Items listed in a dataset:
= Beginning of Section =
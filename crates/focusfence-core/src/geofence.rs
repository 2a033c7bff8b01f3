//! Geofence guard - keeps a working subject near its session anchor.
//!
//! Leaving the allowed radius does not snap the subject back at once. The
//! guard starts a grace timer and nudges the subject towards the anchor on
//! every movement event; only when the violation outlasts the pull-back delay
//! is the subject teleported.
//!
//! ## Response ladder
//!
//! - **Warn**: first too-far movement starts the grace timer
//! - **Nudge**: velocity of [`NUDGE_STRENGTH`] pointing at the anchor
//! - **Teleport**: once `now - started > pull_back_delay`, then timer cleared
//!
//! Explicit teleport attempts skip the ladder and are denied outright.

use std::collections::HashMap;

use chrono::{DateTime, Duration, Utc};
use tracing::debug;

use crate::events::{Decision, Effect, Notice};
use crate::position::{Position, SubjectId};
use crate::session::{Phase, Session};

/// Magnitude of the corrective velocity applied while within the grace period.
pub const NUDGE_STRENGTH: f64 = 0.5;

/// Below this squared length the direction to the anchor is treated as zero.
const MIN_DIRECTION_LEN_SQ: f64 = 1.0e-12;

/// Spatial limits for working subjects.
#[derive(Debug, Clone, PartialEq)]
pub struct GeofencePolicy {
    pub max_distance: f64,
    pub pull_back_delay: Duration,
}

impl Default for GeofencePolicy {
    fn default() -> Self {
        Self {
            max_distance: 10.0,
            pull_back_delay: Duration::milliseconds(2000),
        }
    }
}

impl GeofencePolicy {
    /// Whether `to` lies outside the allowed radius around `anchor`.
    /// A different world is always too far.
    pub fn is_too_far(&self, anchor: &Position, to: &Position, same_world: bool) -> bool {
        !same_world || to.distance_squared(anchor) > self.max_distance * self.max_distance
    }
}

/// Graduated pull-back with one grace timer per subject.
#[derive(Debug, Clone, Default)]
pub struct GeofenceGuard {
    policy: GeofencePolicy,
    pull_back_started: HashMap<SubjectId, DateTime<Utc>>,
}

impl GeofenceGuard {
    pub fn new(policy: GeofencePolicy) -> Self {
        Self {
            policy,
            pull_back_started: HashMap::new(),
        }
    }

    pub fn policy(&self) -> &GeofencePolicy {
        &self.policy
    }

    pub fn set_policy(&mut self, policy: GeofencePolicy) {
        self.policy = policy;
    }

    /// When the current violation began, if one is running.
    pub fn grace_started_at(&self, subject: SubjectId) -> Option<DateTime<Utc>> {
        self.pull_back_started.get(&subject).copied()
    }

    /// Drop the subject's grace timer. Called whenever its session goes away.
    pub fn clear(&mut self, subject: SubjectId) {
        self.pull_back_started.remove(&subject);
    }

    /// Evaluate a movement to `to` and return the corrective effects.
    ///
    /// Only sessions in `Work` are confined; any other phase short-circuits.
    pub fn check_movement(
        &mut self,
        subject: SubjectId,
        session: &Session,
        to: &Position,
        same_world: bool,
        now: DateTime<Utc>,
    ) -> Vec<Effect> {
        if session.phase() != Phase::Work {
            return Vec::new();
        }

        let anchor = session.anchor();
        if !self.policy.is_too_far(anchor, to, same_world) {
            if self.pull_back_started.remove(&subject).is_some() {
                debug!(%subject, "returned inside geofence, grace timer cleared");
            }
            return Vec::new();
        }

        let mut effects = Vec::new();
        let started = *self.pull_back_started.entry(subject).or_insert_with(|| {
            effects.push(Effect::warn(Notice::MovedTooFar));
            effects.push(Effect::warn(Notice::LeaveWarning));
            now
        });

        if now - started > self.policy.pull_back_delay {
            debug!(%subject, "grace period exceeded, teleporting to anchor");
            self.pull_back_started.remove(&subject);
            effects.push(Effect::Teleport { to: anchor.clone() });
        } else {
            effects.push(pull_back(anchor, to, same_world));
        }
        effects
    }

    /// Explicit relocation requests are denied when the destination is too far.
    pub fn check_teleport(&self, session: &Session, to: &Position, same_world: bool) -> Decision {
        if session.phase() == Phase::Work && self.policy.is_too_far(session.anchor(), to, same_world) {
            Decision::Deny(Notice::CantTeleport)
        } else {
            Decision::Allow
        }
    }

    /// Hard correction used before re-entering a phase from `Paused`; the
    /// grace period does not apply.
    pub fn correct_immediately(
        &mut self,
        subject: SubjectId,
        session: &Session,
        current: &Position,
        same_world: bool,
    ) -> Vec<Effect> {
        self.pull_back_started.remove(&subject);
        if self.policy.is_too_far(session.anchor(), current, same_world) {
            vec![
                Effect::warn(Notice::MovedTooFar),
                Effect::Teleport {
                    to: session.anchor().clone(),
                },
            ]
        } else {
            Vec::new()
        }
    }
}

/// Soft correction: push from `current` towards `anchor`, or teleport when no
/// direction exists (same spot, or a different world).
fn pull_back(anchor: &Position, current: &Position, same_world: bool) -> Effect {
    if !same_world {
        return Effect::Teleport { to: anchor.clone() };
    }
    let direction = current.towards(anchor);
    if direction.length_squared() < MIN_DIRECTION_LEN_SQ {
        return Effect::Teleport { to: anchor.clone() };
    }
    Effect::Nudge {
        velocity: direction.scaled_to(NUDGE_STRENGTH),
    }
}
= End of Section =
[Task item] What lines in the data above carry "impl"? Return them all.

[Solution below]
impl Default for GeofencePolicy {
impl GeofencePolicy {
impl GeofenceGuard {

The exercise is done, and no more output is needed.